── SUPPLIED INFORMATION ──
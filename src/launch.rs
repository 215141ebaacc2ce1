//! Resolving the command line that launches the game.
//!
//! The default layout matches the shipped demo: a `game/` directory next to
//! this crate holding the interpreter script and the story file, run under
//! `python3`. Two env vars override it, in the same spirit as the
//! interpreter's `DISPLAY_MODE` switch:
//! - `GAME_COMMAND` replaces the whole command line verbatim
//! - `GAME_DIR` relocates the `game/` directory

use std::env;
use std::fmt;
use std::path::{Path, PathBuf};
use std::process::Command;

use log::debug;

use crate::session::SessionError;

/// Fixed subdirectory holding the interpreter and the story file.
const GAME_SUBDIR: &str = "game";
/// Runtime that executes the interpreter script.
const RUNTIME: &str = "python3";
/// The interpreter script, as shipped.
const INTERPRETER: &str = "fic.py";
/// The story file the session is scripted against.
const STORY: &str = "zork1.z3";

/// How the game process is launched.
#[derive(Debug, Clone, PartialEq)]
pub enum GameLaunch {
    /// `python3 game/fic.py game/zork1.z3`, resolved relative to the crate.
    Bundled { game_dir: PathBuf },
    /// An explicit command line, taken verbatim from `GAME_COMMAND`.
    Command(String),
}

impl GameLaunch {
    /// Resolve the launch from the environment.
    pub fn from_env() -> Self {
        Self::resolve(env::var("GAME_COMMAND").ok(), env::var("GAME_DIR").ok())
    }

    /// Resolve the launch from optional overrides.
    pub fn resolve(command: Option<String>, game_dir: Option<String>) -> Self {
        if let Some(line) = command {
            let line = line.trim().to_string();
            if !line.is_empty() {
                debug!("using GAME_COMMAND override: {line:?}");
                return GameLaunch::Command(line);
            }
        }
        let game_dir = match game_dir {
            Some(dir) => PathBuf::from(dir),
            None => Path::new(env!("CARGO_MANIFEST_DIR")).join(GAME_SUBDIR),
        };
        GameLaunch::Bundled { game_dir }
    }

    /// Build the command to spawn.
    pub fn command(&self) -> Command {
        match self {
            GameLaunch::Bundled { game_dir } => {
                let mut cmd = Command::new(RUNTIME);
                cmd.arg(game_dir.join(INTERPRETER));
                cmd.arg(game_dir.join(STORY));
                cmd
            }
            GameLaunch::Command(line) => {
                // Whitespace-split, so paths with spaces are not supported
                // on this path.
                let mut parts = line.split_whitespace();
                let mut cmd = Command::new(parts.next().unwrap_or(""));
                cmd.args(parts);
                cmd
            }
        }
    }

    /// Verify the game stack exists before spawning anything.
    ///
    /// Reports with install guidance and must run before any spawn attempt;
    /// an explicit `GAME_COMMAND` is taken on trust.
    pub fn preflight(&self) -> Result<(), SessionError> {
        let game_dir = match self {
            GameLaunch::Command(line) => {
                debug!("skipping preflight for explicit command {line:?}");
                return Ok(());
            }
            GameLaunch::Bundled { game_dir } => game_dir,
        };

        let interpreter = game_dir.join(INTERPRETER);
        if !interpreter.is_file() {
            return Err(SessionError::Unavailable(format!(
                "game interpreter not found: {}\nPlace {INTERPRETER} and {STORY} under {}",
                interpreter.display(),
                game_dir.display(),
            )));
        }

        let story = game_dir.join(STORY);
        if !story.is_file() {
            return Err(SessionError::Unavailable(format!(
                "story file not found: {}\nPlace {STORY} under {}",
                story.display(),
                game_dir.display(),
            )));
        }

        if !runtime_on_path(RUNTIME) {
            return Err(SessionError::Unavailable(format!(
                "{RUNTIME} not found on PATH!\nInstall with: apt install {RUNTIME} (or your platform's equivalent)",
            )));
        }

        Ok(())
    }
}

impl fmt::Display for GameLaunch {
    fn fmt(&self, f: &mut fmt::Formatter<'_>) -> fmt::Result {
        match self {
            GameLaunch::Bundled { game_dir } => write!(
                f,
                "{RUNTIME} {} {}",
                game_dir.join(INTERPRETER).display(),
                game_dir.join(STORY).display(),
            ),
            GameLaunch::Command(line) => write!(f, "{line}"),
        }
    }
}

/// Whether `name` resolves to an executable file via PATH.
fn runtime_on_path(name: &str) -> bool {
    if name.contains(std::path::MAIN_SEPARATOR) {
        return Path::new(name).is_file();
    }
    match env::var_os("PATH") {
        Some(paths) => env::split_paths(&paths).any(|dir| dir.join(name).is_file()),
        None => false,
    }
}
───
- HOW TO COMPLETE THIS TASK:
Return the material above in full, exactly as it appears.

- SOLUTION:
filename src/launch.rs
repository 215141ebaacc2ce1
//! Resolving the command line that launches the game.
//!
//! The default layout matches the shipped demo: a `game/` directory next to
//! this crate holding the interpreter script and the story file, run under
//! `python3`. Two env vars override it, in the same spirit as the
//! interpreter's `DISPLAY_MODE` switch:
//! - `GAME_COMMAND` replaces the whole command line verbatim
//! - `GAME_DIR` relocates the `game/` directory

use std::env;
use std::fmt;
use std::path::{Path, PathBuf};
use std::process::Command;

use log::debug;

use crate::session::SessionError;

/// Fixed subdirectory holding the interpreter and the story file.
const GAME_SUBDIR: &str = "game";
/// Runtime that executes the interpreter script.
const RUNTIME: &str = "python3";
/// The interpreter script, as shipped.
const INTERPRETER: &str = "fic.py";
/// The story file the session is scripted against.
const STORY: &str = "zork1.z3";

/// How the game process is launched.
#[derive(Debug, Clone, PartialEq)]
pub enum GameLaunch {
    /// `python3 game/fic.py game/zork1.z3`, resolved relative to the crate.
    Bundled { game_dir: PathBuf },
    /// An explicit command line, taken verbatim from `GAME_COMMAND`.
    Command(String),
}

impl GameLaunch {
    /// Resolve the launch from the environment.
    pub fn from_env() -> Self {
        Self::resolve(env::var("GAME_COMMAND").ok(), env::var("GAME_DIR").ok())
    }

    /// Resolve the launch from optional overrides.
    pub fn resolve(command: Option<String>, game_dir: Option<String>) -> Self {
        if let Some(line) = command {
            let line = line.trim().to_string();
            if !line.is_empty() {
                debug!("using GAME_COMMAND override: {line:?}");
                return GameLaunch::Command(line);
            }
        }
        let game_dir = match game_dir {
            Some(dir) => PathBuf::from(dir),
            None => Path::new(env!("CARGO_MANIFEST_DIR")).join(GAME_SUBDIR),
        };
        GameLaunch::Bundled { game_dir }
    }

    /// Build the command to spawn.
    pub fn command(&self) -> Command {
        match self {
            GameLaunch::Bundled { game_dir } => {
                let mut cmd = Command::new(RUNTIME);
                cmd.arg(game_dir.join(INTERPRETER));
                cmd.arg(game_dir.join(STORY));
                cmd
            }
            GameLaunch::Command(line) => {
                // Whitespace-split, so paths with spaces are not supported
                // on this path.
                let mut parts = line.split_whitespace();
                let mut cmd = Command::new(parts.next().unwrap_or(""));
                cmd.args(parts);
                cmd
            }
        }
    }

    /// Verify the game stack exists before spawning anything.
    ///
    /// Reports with install guidance and must run before any spawn attempt;
    /// an explicit `GAME_COMMAND` is taken on trust.
    pub fn preflight(&self) -> Result<(), SessionError> {
        let game_dir = match self {
            GameLaunch::Command(line) => {
                debug!("skipping preflight for explicit command {line:?}");
                return Ok(());
            }
            GameLaunch::Bundled { game_dir } => game_dir,
        };

        let interpreter = game_dir.join(INTERPRETER);
        if !interpreter.is_file() {
            return Err(SessionError::Unavailable(format!(
                "game interpreter not found: {}\nPlace {INTERPRETER} and {STORY} under {}",
                interpreter.display(),
                game_dir.display(),
            )));
        }

        let story = game_dir.join(STORY);
        if !story.is_file() {
            return Err(SessionError::Unavailable(format!(
                "story file not found: {}\nPlace {STORY} under {}",
                story.display(),
                game_dir.display(),
            )));
        }

        if !runtime_on_path(RUNTIME) {
            return Err(SessionError::Unavailable(format!(
                "{RUNTIME} not found on PATH!\nInstall with: apt install {RUNTIME} (or your platform's equivalent)",
            )));
        }

        Ok(())
    }
}

impl fmt::Display for GameLaunch {
    fn fmt(&self, f: &mut fmt::Formatter<'_>) -> fmt::Result {
        match self {
            GameLaunch::Bundled { game_dir } => write!(
                f,
                "{RUNTIME} {} {}",
                game_dir.join(INTERPRETER).display(),
                game_dir.join(STORY).display(),
            ),
            GameLaunch::Command(line) => write!(f, "{line}"),
        }
    }
}

/// Whether `name` resolves to an executable file via PATH.
fn runtime_on_path(name: &str) -> bool {
    if name.contains(std::path::MAIN_SEPARATOR) {
        return Path::new(name).is_file();
    }
    match env::var_os("PATH") {
        Some(paths) => env::split_paths(&paths).any(|dir| dir.join(name).is_file()),
        None => false,
    }
}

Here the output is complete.